With barely five minutes left before midnight, hosts on CNN called upon their reporter stationed in the heart of Manhattan to ask some of those gathered to share their New Year's "hopes and dreams."
"What's your wish for 2016?" the reporter asked a young girl of about ten.
"I'd like a new iPhone," she replied. This was clearly not the answer the reporter was looking for. She walked deeper into the crowd and approached a tall middle aged fellow holding a little boy on his shoulders.
"What's your hope for the new year?" she posed.
"I'd like to buy a boat," replied the man. Everyone around him cheered.
I sighed and changed the channel. A reporter from a local station was asking the same question. "What's your wish for 2016?" he inquired. The answers were on the same line: a Caribbean cruise, a new car, a lottery win.
Many of these responses came from adults with children on their shoulders, or within earshot. And I asked myself, "What's happened to us? What examples are we setting for the next generation?"
Tradition tells us that, particularly when our children are by our side, we must model the giving of Tzedakah (charity) so that we reinforce the Jewish imperative to "share your bread with the hungry, take the wretched poor into your home, and when you see the naked, cloth them." (Isaiah 58:7).
Modelling selfless behavior, and giving thanks for the blessings of our lives, has been a central Jewish concept which for thousands of years has been transmitted L'Dor V'Dor, from generation to generation.
In many ways, it begins with this week's Torah portion, titled Bo (Go). After Egypt is afflicted with an initial seven plagues, God directs Moses to "Go to Pharaoh," and demand that he "Let our people go to worship God in the wilderness."
Pharaoh agrees to only release the Israelite men, but Moses replies that the deal must also include young people, seniors, men and women. Pharaoh refuses.
We know the rest from the Passover Seder. Three additional plagues arrive: locusts, darkness, and the death of the first born. After the tenth plague, a defeated Pharaoh agrees to set the Israelites free.
But that is only the beginning.
God makes two major pronouncements. First, God commands that the month of Jewish liberation, which would eventually be known as Nissan, be designated as "first of the months of the year for you."
While Rosh Hashanah may mark the creation of humankind, the Torah tells us, our true new year was marked at the moment our national freedom was realized.
God makes an additional request. God commands that, aside from eating matzah and practicing other holiday rituals, the Israelites must never forget how precious freedom is.
"You shall observe this as an institution for all time, for you and your descendants." (Exodus 12:24)
The idea of freedom is central to who we are.
It is so vital to Jewish identity that throughout history we have strived to protect and nurture it within our own realm, and to ensure that it is extended to others on this earth.
When Dr. Martin Luther King Jr. marched the streets of Selma and Montgomery more than sixty years ago, young Jewish students, many of whom bused down from northern states, walked with him.

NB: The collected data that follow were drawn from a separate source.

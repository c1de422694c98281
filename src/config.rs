//! Immutable render configuration.
//!
//! Every encoding and styling knob the engine reads lives here and is passed explicitly into
//! [`crate::render_storyboard`]. Nothing is read from global state while rendering.

use std::path::{Path, PathBuf};
use std::str::FromStr;

use anyhow::Context as _;

use crate::foundation::core::{Canvas, Fps};
use crate::foundation::error::{ReelError, ReelResult};

/// Output aspect ratio; each maps to a default 1080p-class resolution.
#[derive(Clone, Copy, Debug, Default, PartialEq, Eq, serde::Serialize, serde::Deserialize)]
#[serde(rename_all = "snake_case")]
pub enum AspectRatio {
    /// 16:9, 1920x1080.
    #[default]
    #[serde(alias = "16:9")]
    Landscape,
    /// 9:16, 1080x1920.
    #[serde(alias = "9:16")]
    Portrait,
    /// 1:1, 1080x1080.
    #[serde(alias = "1:1")]
    Square,
}

impl AspectRatio {
    /// Default output canvas for this aspect ratio.
    pub fn canvas(self) -> Canvas {
        match self {
            Self::Landscape => Canvas {
                width: 1920,
                height: 1080,
            },
            Self::Portrait => Canvas {
                width: 1080,
                height: 1920,
            },
            Self::Square => Canvas {
                width: 1080,
                height: 1080,
            },
        }
    }
}

impl FromStr for AspectRatio {
    type Err = ReelError;

    fn from_str(s: &str) -> Result<Self, Self::Err> {
        match s.trim().to_ascii_lowercase().as_str() {
            "landscape" | "16:9" | "wide" => Ok(Self::Landscape),
            "portrait" | "9:16" | "vertical" => Ok(Self::Portrait),
            "square" | "1:1" => Ok(Self::Square),
            other => Err(ReelError::validation(format!(
                "unknown aspect ratio '{other}' (expected landscape, portrait or square)"
            ))),
        }
    }
}

/// Encoder quality level, passed through to x264.
#[derive(Clone, Copy, Debug, Default, PartialEq, Eq, serde::Serialize, serde::Deserialize)]
#[serde(rename_all = "snake_case")]
pub enum QualityPreset {
    /// Fast previews.
    Draft,
    /// Balanced default.
    #[default]
    Standard,
    /// Slow, high quality.
    High,
}

impl QualityPreset {
    /// x264 `-preset` value.
    pub fn x264_preset(self) -> &'static str {
        match self {
            Self::Draft => "ultrafast",
            Self::Standard => "medium",
            Self::High => "slow",
        }
    }

    /// x264 constant rate factor.
    pub fn crf(self) -> u8 {
        match self {
            Self::Draft => 30,
            Self::Standard => 23,
            Self::High => 18,
        }
    }
}

impl FromStr for QualityPreset {
    type Err = ReelError;

    fn from_str(s: &str) -> Result<Self, Self::Err> {
        match s.trim().to_ascii_lowercase().as_str() {
            "draft" | "low" => Ok(Self::Draft),
            "standard" | "medium" => Ok(Self::Standard),
            "high" => Ok(Self::High),
            other => Err(ReelError::validation(format!(
                "unknown quality preset '{other}' (expected draft, standard or high)"
            ))),
        }
    }
}

/// Render-wide settings, immutable for the duration of one render.
#[derive(Clone, Debug, PartialEq, serde::Serialize, serde::Deserialize)]
#[serde(default, deny_unknown_fields)]
pub struct RenderConfig {
    /// Output frame rate (whole frames per second).
    pub fps: u32,
    /// Output aspect ratio.
    pub aspect: AspectRatio,
    /// Explicit output resolution; overrides `aspect` when set.
    pub resolution: Option<Canvas>,
    /// Encoder quality level.
    pub quality: QualityPreset,
    /// Title card duration at the start of the timeline, in seconds.
    pub title_secs: f64,
    /// Title card fade in/out duration, in seconds.
    pub title_fade_secs: f64,
    /// Starting font size for the title card.
    pub title_font_px: f32,
    /// Draw each segment's text as a subtitle over its clip.
    pub subtitles: bool,
    /// Starting font size for subtitles.
    pub subtitle_font_px: f32,
    /// Length of a scene-to-scene transition, centred on the boundary.
    pub transition_secs: f64,
    /// Main text colour (straight RGBA8).
    pub theme_rgba8: [u8; 4],
    /// Text shadow colour (straight RGBA8).
    pub shadow_rgba8: [u8; 4],
    /// Shadow offset in pixels (applied to both axes).
    pub shadow_offset_px: f32,
    /// Colour behind letterboxed or transparent content.
    pub background_rgba8: [u8; 4],
    /// TTF/OTF font used for overlays. Overlays are disabled when unset or unreadable.
    pub font_path: Option<PathBuf>,
    /// Worker threads for per-scene asset preparation (defaults to the CPU count).
    pub concurrency: Option<usize>,
    /// Replace an existing output file.
    pub overwrite: bool,
}

impl Default for RenderConfig {
    fn default() -> Self {
        Self {
            fps: 30,
            aspect: AspectRatio::Landscape,
            resolution: None,
            quality: QualityPreset::Standard,
            title_secs: 3.0,
            title_fade_secs: 0.5,
            title_font_px: 96.0,
            subtitles: false,
            subtitle_font_px: 48.0,
            transition_secs: 0.5,
            theme_rgba8: [255, 255, 255, 255],
            shadow_rgba8: [0, 0, 0, 200],
            shadow_offset_px: 3.0,
            background_rgba8: [0, 0, 0, 255],
            font_path: None,
            concurrency: None,
            overwrite: true,
        }
    }
}

impl RenderConfig {
    /// Load a configuration from a JSON file. Missing fields take their defaults.
    pub fn from_path(path: impl AsRef<Path>) -> ReelResult<Self> {
        let path = path.as_ref();
        let text = std::fs::read_to_string(path)
            .with_context(|| format!("read render config '{}'", path.display()))?;
        Self::from_json_str(&text)
    }

    /// Parse and validate a JSON configuration.
    pub fn from_json_str(text: &str) -> ReelResult<Self> {
        let cfg: Self = serde_json::from_str(text)
            .map_err(|e| ReelError::validation(format!("invalid render config: {e}")))?;
        cfg.validate()?;
        Ok(cfg)
    }

    /// Output canvas after applying the resolution override.
    pub fn canvas(&self) -> Canvas {
        self.resolution.unwrap_or_else(|| self.aspect.canvas())
    }

    /// Output frame rate.
    pub fn frame_rate(&self) -> ReelResult<Fps> {
        Fps::whole(self.fps)
    }

    /// Check every knob for values the encoder or layout cannot work with.
    pub fn validate(&self) -> ReelResult<()> {
        if self.fps == 0 {
            return Err(ReelError::validation("fps must be non-zero"));
        }
        let canvas = self.canvas();
        if canvas.width == 0 || canvas.height == 0 {
            return Err(ReelError::validation("resolution must be non-zero"));
        }
        if !canvas.width.is_multiple_of(2) || !canvas.height.is_multiple_of(2) {
            // yuv420p output needs even dimensions.
            return Err(ReelError::validation(
                "resolution width/height must be even (required for yuv420p mp4 output)",
            ));
        }
        if canvas.width > u32::from(u16::MAX) || canvas.height > u32::from(u16::MAX) {
            return Err(ReelError::validation("resolution exceeds 65535 pixels"));
        }
        if !self.title_secs.is_finite() || self.title_secs < 0.0 {
            return Err(ReelError::validation(
                "title_secs must be finite and >= 0",
            ));
        }
        if !self.title_fade_secs.is_finite()
            || self.title_fade_secs < 0.0
            || self.title_fade_secs * 2.0 > self.title_secs
        {
            return Err(ReelError::validation(
                "title_fade_secs must be >= 0 and at most half of title_secs",
            ));
        }
        if !self.transition_secs.is_finite() || self.transition_secs < 0.0 {
            return Err(ReelError::validation(
                "transition_secs must be finite and >= 0",
            ));
        }
        for (name, px) in [
            ("title_font_px", self.title_font_px),
            ("subtitle_font_px", self.subtitle_font_px),
        ] {
            if !px.is_finite() || px <= 0.0 {
                return Err(ReelError::validation(format!(
                    "{name} must be finite and > 0"
                )));
            }
        }
        if !self.shadow_offset_px.is_finite() {
            return Err(ReelError::validation("shadow_offset_px must be finite"));
        }
        if self.concurrency == Some(0) {
            return Err(ReelError::validation("concurrency must be >= 1 when set"));
        }
        Ok(())
    }
}

#[cfg(test)]
#[path = "../tests/unit/config.rs"]
mod tests;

For we, as Jews, maintain that there can be no freedom or justice for us, until there is freedom and justice for all. And we must teach that prime principle to our children.
Indeed, do we teach our children that freedom is an entitlement or a privilege? Do we model that life involves a lust for material gain - or do we, with our children and grandchildren on our shoulders, reinforce the idea that the Jewish journey has, and will forever be, concerned with the never-ending pursuit of freedom?
England's former chief rabbi Rabbi Jonathan Sacks once wrote:
"Freedom needs three institutions: parenthood, education, and memory. You must tell your children about slavery and the long journey to liberation. They must annually taste the bread of affliction and the bitter herbs of slave labor. They must know what oppression feels like if they are to fight against it in every age."
Too many of our children grow up trained to "look out for number one." Too few are aware that they live within the context of humanity. Too many are insulated from the social problems plaguing our world. Too few appreciate freedom.
We are still three months away from the celebration of Pesach, a time to re-dedicate ourselves to freedom, for ourselves and for others.
But this week, as we commemorate the life and struggles of Dr. Martin Luther King Jr., and as we read the story of Passover in our weekly Torah portion, we are reminded that each of us bears a responsibility to teach our children, as we were instructed by our own parents, to be a freedom fighter.
Next year, when our children are asked what their hopes are for 2017, may they have the insight and the sensitivity to reply, "I wish for peace and freedom for the entire world."
It's a worthwhile exercise, as we sit down to the table during this extended weekend, to ask our children and grandchildren, "What can we learn from Dr. Martin Luther King Jr.? What similarities are there to Moses and the Jewish journey?"
Dr. Martin Luther King Jr. spoke in many synagogues during the 1960s, emphasizing the connection between the Jewish people and African-Americans. With rabbis at his side, he taught that Jews and African Americans have suffered, and that together we much continue to pursue peace and freedom.
If we pass that teaching, acquired from our parents, to our children, we will not only remind ourselves how lucky we are to be free, but we will also move one step closer to our national dream of Tikun Olam, the repair of this broken world.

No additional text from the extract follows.